TASK INSTRUCTIONS. Every line of the records below that holds the word "space" belongs in the answer.

Collected data entries.
+ + + +

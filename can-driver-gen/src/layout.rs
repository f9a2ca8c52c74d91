//! Bit-layout resolution
//!
//! Resolves each signal into a concrete storage slot: the narrowest
//! conventional integer width that holds it, its signedness, and its
//! position normalized into a single linear bit space. Big-endian start
//! bits in CAN databases mark the most significant bit, so they are
//! rebased by subtracting 7 to get the least-significant-bit offset the
//! packed layout counts from. An off-by-one here corrupts every
//! big-endian signal in the generated driver.

use serde::Serialize;

use crate::database::{ByteOrder, Signal};
use crate::types::{FieldSpec, GeneratorError, Result};

/// Storage widths available for packed payload fields
#[derive(Debug, Clone, Copy, PartialEq, Eq, PartialOrd, Ord, Serialize)]
pub enum StorageWidth {
    W8,
    W16,
    W32,
    W64,
}

impl StorageWidth {
    /// Width in bits
    pub fn bits(self) -> u16 {
        match self {
            StorageWidth::W8 => 8,
            StorageWidth::W16 => 16,
            StorageWidth::W32 => 32,
            StorageWidth::W64 => 64,
        }
    }

    /// Narrowest width that holds a signal of the given bit length
    fn for_length(bits: u16) -> Option<StorageWidth> {
        match bits {
            1..=8 => Some(StorageWidth::W8),
            9..=16 => Some(StorageWidth::W16),
            17..=32 => Some(StorageWidth::W32),
            33..=64 => Some(StorageWidth::W64),
            _ => None,
        }
    }
}

/// A signal's resolved storage slot within its message payload
#[derive(Debug, Clone, Copy, Serialize)]
pub struct ResolvedLayout {
    /// Narrowest storage width holding the signal
    pub storage_width: StorageWidth,
    /// True if the storage type is signed
    pub storage_signed: bool,
    /// Byte order the signal uses on the wire
    pub endianness: ByteOrder,
    /// Offset of the least significant bit in the linear payload bit space.
    /// Negative values can occur for big-endian signals declared near the
    /// start of the payload.
    pub normalized_bit_offset: i32,
    /// Length in bits
    pub bit_length: u16,
}

/// Resolve the storage slot for one signal
pub fn resolve_layout(signal: &Signal) -> Result<ResolvedLayout> {
    if signal.bit_length == 0 {
        return Err(GeneratorError::ZeroWidthSignal {
            signal: signal.name.clone(),
        });
    }

    let storage_width = StorageWidth::for_length(signal.bit_length).ok_or_else(|| {
        GeneratorError::SignalTooWide {
            signal: signal.name.clone(),
            bits: signal.bit_length,
        }
    })?;

    let normalized_bit_offset = match signal.byte_order {
        ByteOrder::LittleEndian => i32::from(signal.bit_start),
        // The declared start bit is the MSB; rebase to the LSB offset
        ByteOrder::BigEndian => i32::from(signal.bit_start) - 7,
    };

    Ok(ResolvedLayout {
        storage_width,
        storage_signed: signal.is_signed,
        endianness: signal.byte_order,
        normalized_bit_offset,
        bit_length: signal.bit_length,
    })
}

/// Check that no two fields of a message claim the same payload bits
///
/// Fields are compared pairwise in declaration order and the first
/// intersecting pair is reported.
pub fn check_overlap(message: &str, fields: &[FieldSpec]) -> Result<()> {
    for (idx, first) in fields.iter().enumerate() {
        let first_start = i64::from(first.layout.normalized_bit_offset);
        let first_end = first_start + i64::from(first.layout.bit_length);

        for second in &fields[idx + 1..] {
            let second_start = i64::from(second.layout.normalized_bit_offset);
            let second_end = second_start + i64::from(second.layout.bit_length);

            if first_start < second_end && second_start < first_end {
                return Err(GeneratorError::OverlappingSignals {
                    message: message.to_string(),
                    first: first.signal_name.clone(),
                    second: second.signal_name.clone(),
                });
            }
        }
    }
    Ok(())
}

#[cfg(test)]
mod tests {
    use super::*;

    fn signal(name: &str, bit_start: u16, bit_length: u16, byte_order: ByteOrder) -> Signal {
        Signal {
            name: name.to_string(),
            bit_start,
            bit_length,
            byte_order,
            is_signed: false,
            scale: 1.0,
            offset: 0.0,
            type_code: Some(0),
        }
    }

    fn field(signal: &Signal) -> FieldSpec {
        FieldSpec {
            signal_name: signal.name.clone(),
            layout: resolve_layout(signal).unwrap(),
        }
    }

    #[test]
    fn test_storage_ladder() {
        let cases = [
            (1, StorageWidth::W8),
            (8, StorageWidth::W8),
            (9, StorageWidth::W16),
            (16, StorageWidth::W16),
            (17, StorageWidth::W32),
            (32, StorageWidth::W32),
            (33, StorageWidth::W64),
            (64, StorageWidth::W64),
        ];
        for (bits, expected) in cases {
            let layout = resolve_layout(&signal("S", 0, bits, ByteOrder::LittleEndian)).unwrap();
            assert_eq!(layout.storage_width, expected, "{} bits", bits);
        }
    }

    #[test]
    fn test_too_wide_signal() {
        let err = resolve_layout(&signal("Wide", 0, 65, ByteOrder::LittleEndian)).unwrap_err();
        match err {
            GeneratorError::SignalTooWide { signal, bits } => {
                assert_eq!(signal, "Wide");
                assert_eq!(bits, 65);
            }
            other => panic!("expected SignalTooWide, got {:?}", other),
        }
    }

    #[test]
    fn test_zero_width_signal() {
        let err = resolve_layout(&signal("Empty", 0, 0, ByteOrder::LittleEndian)).unwrap_err();
        assert!(matches!(err, GeneratorError::ZeroWidthSignal { .. }));
    }

    #[test]
    fn test_little_endian_offset_unchanged() {
        let layout = resolve_layout(&signal("S", 16, 11, ByteOrder::LittleEndian)).unwrap();
        assert_eq!(layout.normalized_bit_offset, 16);
    }

    #[test]
    fn test_big_endian_rebase() {
        // MSB at bit 15 means the LSB sits at bit 8
        let layout = resolve_layout(&signal("S", 15, 8, ByteOrder::BigEndian)).unwrap();
        assert_eq!(layout.normalized_bit_offset, 8);

        // Start bits below 7 rebase to negative offsets
        let layout = resolve_layout(&signal("S", 3, 4, ByteOrder::BigEndian)).unwrap();
        assert_eq!(layout.normalized_bit_offset, -4);
    }

    #[test]
    fn test_signedness_carried_through() {
        let mut sig = signal("S", 0, 12, ByteOrder::LittleEndian);
        sig.is_signed = true;
        let layout = resolve_layout(&sig).unwrap();
        assert!(layout.storage_signed);
        assert_eq!(layout.storage_width, StorageWidth::W16);
    }

    #[test]
    fn test_overlap_detected() {
        let a = signal("A", 0, 8, ByteOrder::LittleEndian);
        let b = signal("B", 0, 8, ByteOrder::LittleEndian);
        let fields = vec![field(&a), field(&b)];

        let err = check_overlap("EngineData", &fields).unwrap_err();
        match err {
            GeneratorError::OverlappingSignals {
                message,
                first,
                second,
            } => {
                assert_eq!(message, "EngineData");
                assert_eq!(first, "A");
                assert_eq!(second, "B");
            }
            other => panic!("expected OverlappingSignals, got {:?}", other),
        }
    }

    #[test]
    fn test_adjacent_fields_do_not_overlap() {
        let a = signal("A", 0, 8, ByteOrder::LittleEndian);
        let b = signal("B", 8, 8, ByteOrder::LittleEndian);
        assert!(check_overlap("M", &[field(&a), field(&b)]).is_ok());
    }

    #[test]
    fn test_partial_overlap_detected() {
        let a = signal("A", 0, 12, ByteOrder::LittleEndian);
        let b = signal("B", 11, 4, ByteOrder::LittleEndian);
        assert!(check_overlap("M", &[field(&a), field(&b)]).is_err());
    }

    #[test]
    fn test_mixed_endianness_overlap() {
        // Big-endian start bit 7 rebases to LSB offset 0, colliding with
        // a little-endian signal at offset 0
        let a = signal("A", 7, 8, ByteOrder::BigEndian);
        let b = signal("B", 0, 8, ByteOrder::LittleEndian);
        assert!(check_overlap("M", &[field(&a), field(&b)]).is_err());
    }
}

+ + + +

EXERCISE RESPONSE.
//! position normalized into a single linear bit space. Big-endian start
    /// Offset of the least significant bit in the linear payload bit space.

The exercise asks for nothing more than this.